Before COVID-19 hit, virtual care attendances accounted for only 0.1% of all MBS-funded attendance but since March more than 30 million consultations have been delivered by telehealth, benefiting more than 10 million Australians.

Mr Kemp says the telehealth extension will prove particularly effective in reaching regional Australians as well as marginalised communities.

Mr Kemp said: “Telehealth has been key to be able to reach patients from rural or remote areas or the poor and marginalised in our communities.

"It's saving people time and money from having to travel hundreds of kilometres for follow-up consultation services and it's been transformative for the most vulnerable members of our community.

"For services such as mental health and post-natal services, our members are reporting high attendance rates for critical consultations, and this means that care is being accessed at the right time.

"Many people from vulnerable groups can find it difficult getting to their doctor. This is understandable and something very easily solved by telehealth.

"The feedback we have had from both patients and from clinicians has been overwhelmingly positive. Telehealth works for the patient and for health providers.”

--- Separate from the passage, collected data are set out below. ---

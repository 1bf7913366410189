mod paths;

use std::fs::File;
use std::io::{BufReader, BufWriter};
use std::path::{Path, PathBuf};
use std::time::Instant;

use anyhow::{bail, Context};
use clap::{ArgAction, Parser, ValueEnum};
use tracing::debug;
use tracing_subscriber::EnvFilter;

use rle_core::Stats;

/// Environment variable holding the log filter directive (e.g. `debug`).
const LOG_ENV: &str = "RLE_LOG";

// ── CLI definition ─────────────────────────────────────────────────────────

/// The mode word is a literal first argument, not an option, so `-cf` is an
/// unknown mode and the path may itself start with `-`. Help and version are
/// long-only for the same reason.
#[derive(Parser)]
#[command(
    name = "rle",
    about = "Run-length encoding: compress FILE to FILE.rle, or restore FILE from FILE.rle",
    version,
    override_usage = "rle <-c|-d> <FILE>",
    disable_help_flag = true,
    disable_version_flag = true
)]
struct Cli {
    #[arg(value_enum, allow_hyphen_values = true, value_name = "MODE")]
    mode: Mode,
    /// File to compress, or the .rle file to decompress
    #[arg(allow_hyphen_values = true, value_name = "FILE")]
    path: PathBuf,
    /// Print help
    #[arg(long, action = ArgAction::Help)]
    help: Option<bool>,
    /// Print version
    #[arg(long, action = ArgAction::Version)]
    version: Option<bool>,
}

#[derive(Debug, Clone, Copy, PartialEq, Eq, ValueEnum)]
enum Mode {
    /// Compress FILE into FILE.rle
    #[value(name = "-c")]
    Compress,
    /// Decompress FILE (must have the .rle extension)
    #[value(name = "-d")]
    Decompress,
}

// ── Helpers ────────────────────────────────────────────────────────────────

fn human_bytes(n: u64) -> String {
    const UNITS: &[&str] = &["B", "KB", "MB", "GB", "TB"];
    let mut v = n as f64;
    let mut unit = 0;
    while v >= 1024.0 && unit < UNITS.len() - 1 {
        v /= 1024.0;
        unit += 1;
    }
    if unit == 0 {
        format!("{} B", n)
    } else {
        format!("{:.2} {}", v, UNITS[unit])
    }
}

fn print_stats(stats: &Stats, elapsed_secs: f64) {
    eprintln!("  raw size    : {}", human_bytes(stats.raw_bytes));
    eprintln!("  encoded     : {}", human_bytes(stats.encoded_bytes()));
    eprintln!("  packets     : {}", stats.packets);
    eprintln!("  ratio       : {:.2}x", stats.ratio());
    eprintln!("  elapsed     : {:.3}s", elapsed_secs);
}

fn init_logging() {
    let filter = EnvFilter::try_from_env(LOG_ENV).unwrap_or_else(|_| EnvFilter::new("warn"));
    tracing_subscriber::fmt()
        .with_env_filter(filter)
        .with_writer(std::io::stderr)
        .init();
}

// ── Mode implementations ───────────────────────────────────────────────────

fn run_compress(input: &Path) -> anyhow::Result<()> {
    let output = paths::compressed_name(input);

    let src = File::open(input).with_context(|| format!("could not open input file {input:?}"))?;
    let dst = File::create(&output).with_context(|| format!("could not create {output:?}"))?;
    debug!(input = %input.display(), output = %output.display(), "compressing");

    let t0 = Instant::now();
    let stats = rle_core::compress(BufReader::new(src), BufWriter::new(dst))
        .with_context(|| format!("something went wrong while compressing {input:?}"))?;

    eprintln!("{} was compressed to {}", input.display(), output.display());
    print_stats(&stats, t0.elapsed().as_secs_f64());
    Ok(())
}

fn run_decompress(input: &Path) -> anyhow::Result<()> {
    let Some(output) = paths::decompressed_name(input) else {
        bail!("{input:?} is not an .rle file, so decompression can not be done");
    };

    let src = File::open(input).with_context(|| format!("could not open input file {input:?}"))?;
    let dst = File::create(&output)
        .with_context(|| format!("could not create the decompressed file {output:?}"))?;
    debug!(input = %input.display(), output = %output.display(), "decompressing");

    let t0 = Instant::now();
    let stats = rle_core::decompress(BufReader::new(src), BufWriter::new(dst))
        .with_context(|| format!("something went wrong while decompressing {input:?}"))?;

    eprintln!(
        "{} was successfully decompressed to {}",
        input.display(),
        output.display()
    );
    print_stats(&stats, t0.elapsed().as_secs_f64());
    Ok(())
}

// ── Entry point ────────────────────────────────────────────────────────────

fn main() -> anyhow::Result<()> {
    // clap exits with 2 on bad usage; every failure of this tool is 1.
    let cli = match Cli::try_parse() {
        Ok(cli) => cli,
        Err(err) => {
            let _ = err.print();
            std::process::exit(if err.use_stderr() { 1 } else { 0 });
        }
    };
    init_logging();

    match cli.mode {
        Mode::Compress => run_compress(&cli.path),
        Mode::Decompress => run_decompress(&cli.path),
    }
}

CHA says the last six months had been a huge learning curve for hospital providers across the country and that it's now time to embed telehealth.

Mr Kemp said: "We now have an opportunity to work with providers and the government to ensure that we can lock in a sustainable and practical solution that best serves the poor, vulnerable and marginalised and is there for the future.

"It's critically important that we get the delivery of telehealth right and ensure it augments the care our hospitals can deliver. It will not replace face to face consultations, but it is important to have the option there when patients need it.”